As a young teacher/Guide leader, I mostly taught English, Maths and camping badges, but sometimes I was been asked something that drew on science, history, Avatar: The Last Airbender, alien theories, dog training theories, World Book Day fashion, or something else unusual. My go-to tactic was to write them down for later and find the answer during the week (generally this led down Wikipedia rabbit holes that became immensely useful during pub quizzes).
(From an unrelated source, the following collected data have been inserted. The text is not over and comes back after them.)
#[cfg(test)]
mod tests {
    use super::*;
    use crate::candidate::{PlaceInput, SourceInput};
    use crate::catalog::models::WarningCode;
    use crate::catalog::MemoryCatalog;
    use crate::config::IdempotencyConfig;

    fn service(store: &MemoryCatalog, validation: ValidationConfig) -> IngestService {
        let store: Arc<dyn CatalogStore> = Arc::new(store.clone());
        IngestService::new(
            store.clone(),
            IdempotencyCoordinator::new(store, IdempotencyConfig::default()),
            validation,
            IngestConfig::default(),
        )
    }

    fn ctx() -> RequestContext {
        RequestContext::system("test")
    }

    fn jazz() -> CandidateEvent {
        CandidateEvent {
            name: "Jazz Night".into(),
            description: Some("Live quartet".into()),
            start_date: "2026-07-10T19:00:00Z".into(),
            location: Some(PlaceInput {
                name: "The Rex".into(),
                street_address: Some("194 Queen St W".into()),
                ..PlaceInput::default()
            }),
            source: Some(SourceInput {
                name: Some("scraperA".into()),
                event_id: Some("evt-1".into()),
                ..SourceInput::default()
            }),
            ..CandidateEvent::default()
        }
    }

    #[tokio::test]
    async fn clean_candidate_is_published() {
        let store = MemoryCatalog::new();
        let svc = service(&store, ValidationConfig::default());
        let res = svc.ingest(&ctx(), &jazz(), IngestOptions::default()).await.unwrap();
        assert!(!res.is_duplicate && !res.needs_review);
        assert_eq!(res.event.lifecycle, LifecycleState::Published);
        assert_eq!(res.event.occurrences.len(), 1);
        assert!(res.event.venue_id.is_some());
        assert_eq!(store.all_places().await.len(), 1);
    }

    #[tokio::test]
    async fn staged_candidate_stays_draft() {
        let store = MemoryCatalog::new();
        let svc = service(&store, ValidationConfig::default());
        let res = svc
            .ingest(&ctx(), &jazz(), IngestOptions { stage_only: true })
            .await
            .unwrap();
        assert_eq!(res.event.lifecycle, LifecycleState::Draft);
        assert!(store.all_review_entries().await.is_empty());
    }

    #[tokio::test]
    async fn validation_failure_writes_nothing() {
        let store = MemoryCatalog::new();
        let svc = service(&store, ValidationConfig::default());
        let bad = CandidateEvent {
            start_date: "soon".into(),
            ..jazz()
        };
        let err = svc.ingest(&ctx(), &bad, IngestOptions::default()).await.unwrap_err();
        assert!(matches!(err, Error::Validation { ref field, .. } if field == "startDate"));
        assert!(store.all_events().await.is_empty());
        assert!(store.all_places().await.is_empty());
    }

    #[tokio::test]
    async fn clean_resubmission_approves_pending_draft() {
        let store = MemoryCatalog::new();
        let svc = service(&store, ValidationConfig::default());
        let first = svc
            .ingest(
                &ctx(),
                &CandidateEvent {
                    description: None,
                    ..jazz()
                },
                IngestOptions::default(),
            )
            .await
            .unwrap();
        assert!(first.needs_review);
        assert_eq!(first.warnings[0].code, WarningCode::MissingDescription);

        let second = svc.ingest(&ctx(), &jazz(), IngestOptions::default()).await.unwrap();
        assert!(second.is_duplicate);
        assert_eq!(second.event.id, first.event.id);
        assert_eq!(second.event.lifecycle, LifecycleState::Published);
        assert_eq!(second.event.description.as_deref(), Some("Live quartet"));

        let entries = store.all_review_entries().await;
        assert_eq!(entries[0].status, ReviewStatus::Approved);
        assert_eq!(entries[0].reviewed_by.as_deref(), Some(AUTO_REVIEWER));
    }

    #[tokio::test]
    async fn venues_given_only_by_id_do_not_merge() {
        let store = MemoryCatalog::new();
        let svc = service(&store, ValidationConfig::default());
        let at = |n: &str, uri: &str| CandidateEvent {
            name: format!("Show {n}"),
            location: Some(PlaceInput {
                id: Some(uri.into()),
                ..PlaceInput::default()
            }),
            source: None,
            ..jazz()
        };
        let a = svc
            .ingest(&ctx(), &at("A", "https://a.example/p/1"), IngestOptions::default())
            .await
            .unwrap();
        let b = svc
            .ingest(&ctx(), &at("B", "https://b.example/p/2"), IngestOptions::default())
            .await
            .unwrap();

        assert!(a.event.venue_id.is_some());
        assert_ne!(a.event.venue_id, b.event.venue_id);
        let places = store.all_places().await;
        assert_eq!(places.len(), 2);
        assert!(places
            .iter()
            .any(|p| p.federation_uri.as_deref() == Some("https://b.example/p/2")));
    }

    #[tokio::test]
    async fn replay_returns_first_event() {
        let store = MemoryCatalog::new();
        let svc = service(&store, ValidationConfig::default());
        let a = svc
            .ingest_with_idempotency(&ctx(), &jazz(), "tok", IngestOptions::default())
            .await
            .unwrap();
        let b = svc
            .ingest_with_idempotency(&ctx(), &jazz(), "tok", IngestOptions::default())
            .await
            .unwrap();
        assert_eq!(a.event.id, b.event.id);
        assert!(!a.replayed);
        assert!(b.replayed && b.is_duplicate);
        assert_eq!(store.all_events().await.len(), 1);
    }

    #[tokio::test]
    async fn replay_of_duplicate_still_reports_duplicate() {
        let store = MemoryCatalog::new();
        let svc = service(&store, ValidationConfig::default());
        svc.ingest(&ctx(), &jazz(), IngestOptions::default()).await.unwrap();

        let dup = svc
            .ingest_with_idempotency(&ctx(), &jazz(), "k1", IngestOptions::default())
            .await
            .unwrap();
        let again = svc
            .ingest_with_idempotency(&ctx(), &jazz(), "k1", IngestOptions::default())
            .await
            .unwrap();
        assert!(dup.is_duplicate && !dup.replayed);
        assert!(again.is_duplicate && again.replayed);
        assert_eq!(again.event.id, dup.event.id);
    }

    #[tokio::test]
    async fn flagged_resubmission_refreshes_pending_review() {
        let store = MemoryCatalog::new();
        let svc = service(
            &store,
            ValidationConfig {
                require_image: true,
                ..ValidationConfig::default()
            },
        );
        let first = svc.ingest(&ctx(), &jazz(), IngestOptions::default()).await.unwrap();
        assert!(first.needs_review);

        // Same source, new description, still no image.
        let revised = CandidateEvent {
            description: Some("Live quartet, two sets".into()),
            ..jazz()
        };
        let second = svc.ingest(&ctx(), &revised, IngestOptions::default()).await.unwrap();
        assert!(second.is_duplicate && second.needs_review);
        assert_eq!(second.review_entry_id, first.review_entry_id);
        assert_eq!(second.event.lifecycle, LifecycleState::Draft);

        let entries = store.all_review_entries().await;
        assert_eq!(entries.len(), 1);
        assert_eq!(entries[0].status, ReviewStatus::Pending);
        assert_eq!(
            entries[0].original_payload["description"],
            serde_json::json!("Live quartet, two sets")
        );
        assert!(entries[0]
            .warnings
            .iter()
            .any(|w| w.code == WarningCode::MissingImage));
    }

    #[tokio::test]
    async fn invalid_candidate_leaves_token_unclaimed() {
        let store = MemoryCatalog::new();
        let svc = service(&store, ValidationConfig::default());
        // Validation fails before the token is claimed.
        let bad = CandidateEvent {
            name: String::new(),
            ..jazz()
        };
        assert!(svc
            .ingest_with_idempotency(&ctx(), &bad, "tok", IngestOptions::default())
            .await
            .is_err());
        let ok = svc
            .ingest_with_idempotency(&ctx(), &jazz(), "tok", IngestOptions::default())
            .await
            .unwrap();
        assert!(!ok.replayed);
    }
}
I recently found my teenage self's favourite questions from long-ago students (if any past parents read this, your kids always got their work done once they'd asked their mysterious query). On this blog I'm going to give those old questions proper answers - I'll also mention any cool writing stuff happening or other interesting things that make a good two-minute read.
(Brachiosaurus below - photo credit to Lars Hennings)
So, dinosaurs.
We’ll linger on the vegetarians (safest to do): say you’re a vegetarian dinosaur (maybe a Brachiosaurus from the Late Jurassic Period, or an Edmontonia from the Late Cretaceous age). Your choice of foodstuffs mostly depends on your height - a Brachiosaurus is often described as a huge giraffe with their heads hovering an airy twelve metres above the ground, so even the tallest leaves are on the menu.
Meanwhile the Edmontonia (about seven metres from snout to tail but fairly short height-wise) tends to nibble low-lying plants like ferns. Both dinosaurs would be purpose-built to eat a lot of greens - leaves, twigs, maybe a rock - and eat them fast; nutritional value was low and Brachiosauruses could spend pretty much the whole day eating just to get enough energy to do it all the next day.
(Edmontonia below - photo credit to Kabacchi)
Meanwhile, the classic carnivore dinosaur ate much like your average Labrador: corner the food (possibly as a group, if you happen to be a Velociraptor) and chomp it down fast before some unseen predator steals your snacks.
So was there a dinosaur version of ketchup?
Our main source on dinosaur diets is fossilised stomachs or well-preserved faeces. These remains are few and far between, but according to Karen Chin at the University of Colorado, we can find bellies full of pine needles, fruits or even wood. However, there’s very few surviving examples of dinosaur stomachs with more than one type of food in them, and none with tomatoes. In fairness, there’s only a few examples; according to Paul Barrett at the Natural History Museum, about five herbivore specimens exist – but it seems dinosaurs didn’t add any extra foods to flavour their chow.
Ultimately it seems like dinosaurs like their meals plain as the plains they strode on. You can have a majestic scaly tail and tiny arms, or ketchup, but never both.